I think Apple is making a really fatal flaw. Tbh Microsoft is doing it too.
Design good interfaces, with sane defaults but do not handcuff power users!!!
I often hear people say no one should care because there aren't many power users. They're a small portion, but that's absurd framing. They matter a lot because they're the ones that push your design language, develop new ideas, influence the general community, build new programs, find your bugs, and all of that. Apple and Microsoft are closing the ecosystems to get more control not only to exploit the users more (scrape their data) but to reduce bugs and things. But more and more people are trying these random programs because they can't figure out how to do things the right way. It's exactly why people are getting more frustrated with computers. The general public still doesn't care about data harvesting but they do care that the restrictions are handcuffing them now.
Funny enough this is also why Linux is becoming more popular. You've always had complete control but in the last 5 years the barrier to entry has plummeted. It's still not right for the average joe but it's on its way and a few more specialty distros are already there (e.g. steamos). The irony is Apple had the right idea before, even if not as modifiable as Linux, it used to be easier. But now it's more like a power trip. Consolidating control because they don't know what else to do
> I often hear people say no one should care because there aren't many power users.

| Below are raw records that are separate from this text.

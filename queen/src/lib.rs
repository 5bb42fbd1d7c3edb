//! Queen, the central fleet controller.
//!
//! Dispatches commands to the drone fleet over the message bus, collects
//! correlated responses, and keeps the fleet reconciled against the master
//! drone manifest.

pub mod commands;
pub mod config;
pub mod control;
pub mod dispatcher;
pub mod monitor;
pub mod returns;
pub mod shell;
pub mod stores;
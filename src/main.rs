mod agent;
mod commands;

use std::sync::Arc;

use agent::Agent;
use anyhow::Result;
use apiary_shared::bus::redis::RedisBus;
use apiary_shared::channels::DroneId;
use clap::Parser;

use tracing::info;
use tracing_subscriber::{fmt, prelude::*, EnvFilter};

/// Command agent for one drone on a readout board.
#[derive(Debug, Parser)]
#[command(name = "drone-agent", version)]
struct Cli {
    /// Drone number on this board.
    #[arg(value_parser = clap::value_parser!(u8).range(1..=4))]
    drid: u8,

    /// Board number.
    #[arg(long, default_value_t = 1)]
    bid: u32,

    /// Message bus URL.
    #[arg(long, default_value = "redis://127.0.0.1:6379/")]
    bus_url: String,
}

#[tokio::main]
async fn main() -> Result<()> {
    tracing_subscriber::registry()
        .with(fmt::layer())
        .with(EnvFilter::from_default_env().add_directive(tracing::Level::INFO.into()))
        .init();

    let cli = Cli::parse();
    let id = DroneId::drone(cli.bid, cli.drid);

    // the client name is how the queen sees this drone as alive
    let client_name = format!("drone_{id}");
    let bus = Arc::new(RedisBus::connect(&cli.bus_url, &client_name).await?);
    info!(%id, url = %cli.bus_url, "drone agent starting");

    let agent = Agent::new(id, bus, commands::registry()?);
    agent.run().await
}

You also have to consider that not all power users are the same. I’ve been using macOS since the G4 PB days, and would consider myself a power user. I get around in the os just fine and have for years. I also have never felt handcuffed. Some of the macOS 26 visual decisions are/were (some were already changed) questionable, but overall it was a solid upgrade IMO.
Sure, I tried to make it apparent that power users are different. Not one person does all those things I listed.
But as an example, here's an example of how Apple has broken my ssh configs SEVERAL times. The solution in this thread no longer works. I am not sure why Apple is so insistent that you cannot find the SSID from the CLI. It is ridiculous. Even more so that the answers have changed over and over. And btw, I am still on Sequoia and this command was patched out in a minor version... It feels hostile how often stuff like this happens
https://news.ycombinator.com/item?id=41633547
> Design good interfaces, with sane defaults
They're not doing that either. And unfortunately bad designs are rarely fatal, so can linger for decades. And animation time waste has little to do with power use, everyone suffers
To be honest I think it's revealing of a bigger problem: yes men. People are too afraid of telling the emperor about his (lack of) new clothes. I see this a lot. Not just with CEOs but even engineers being afraid of pushing back on their managers. It's your job you voice your opinions, but it is also true that the manager is the ultimate decision maker. There's a healthy balance here and if employees are afraid to tell the emperor about his new clothes then many just end up resenting and talking behind their backs. You can't have a healthy team if people aren't allowed or even willing to voice their concerns.
Is it fear or just a checked out mentality? I can easily see devs at corps just doing whatever is asked by management to the minimum standard and calling it a day.
Particularly if there is a corporate push for efficiency (tautologically true) or the dev is an offshore worker who stands to gain nothing from being prideful in their work.
> They matter a lot because they're the ones that push your design language, develop new ideas, influence the general community, build new programs, find your bugs, and all of that
they used to care, but they don't now, because these corps have sufficient monopolistic control to not require "outsiders" to push their design language, develop new ideas, influence or programs.
In fact, it seems to me that these big corps want power users out, as they disrupt the agenda, find workarounds for "features" being pushed out that should have been mandatory for pleb users!
> [Linux is] still not right for the average joe but it's on its way and a few more specialty distros are already there (e.g. steamos).
i hope that is the future, because it's the only road to freedom for general computation. Unfortunately, the hard part is not the end user's acceptance of it, but the hardware manufacturers, who are being gripped by the balls one way or another. Unless they're willing to sacrifice any microsoft certification etc, they will be somehow beholden to them (may be not now, but certainly in the future when linux truly threatens window's dominance).
I mean this could be solved really easily if the team that works on this exposed some settings to tweak the animation speed. They don't even need UI, people would find them anyway. The problem is the people who work on this do all the animations for windows etc. and I have no idea how they develop this stuff but presumably HI just comes down to them with some number they hardcode into their software so nobody can ever change it.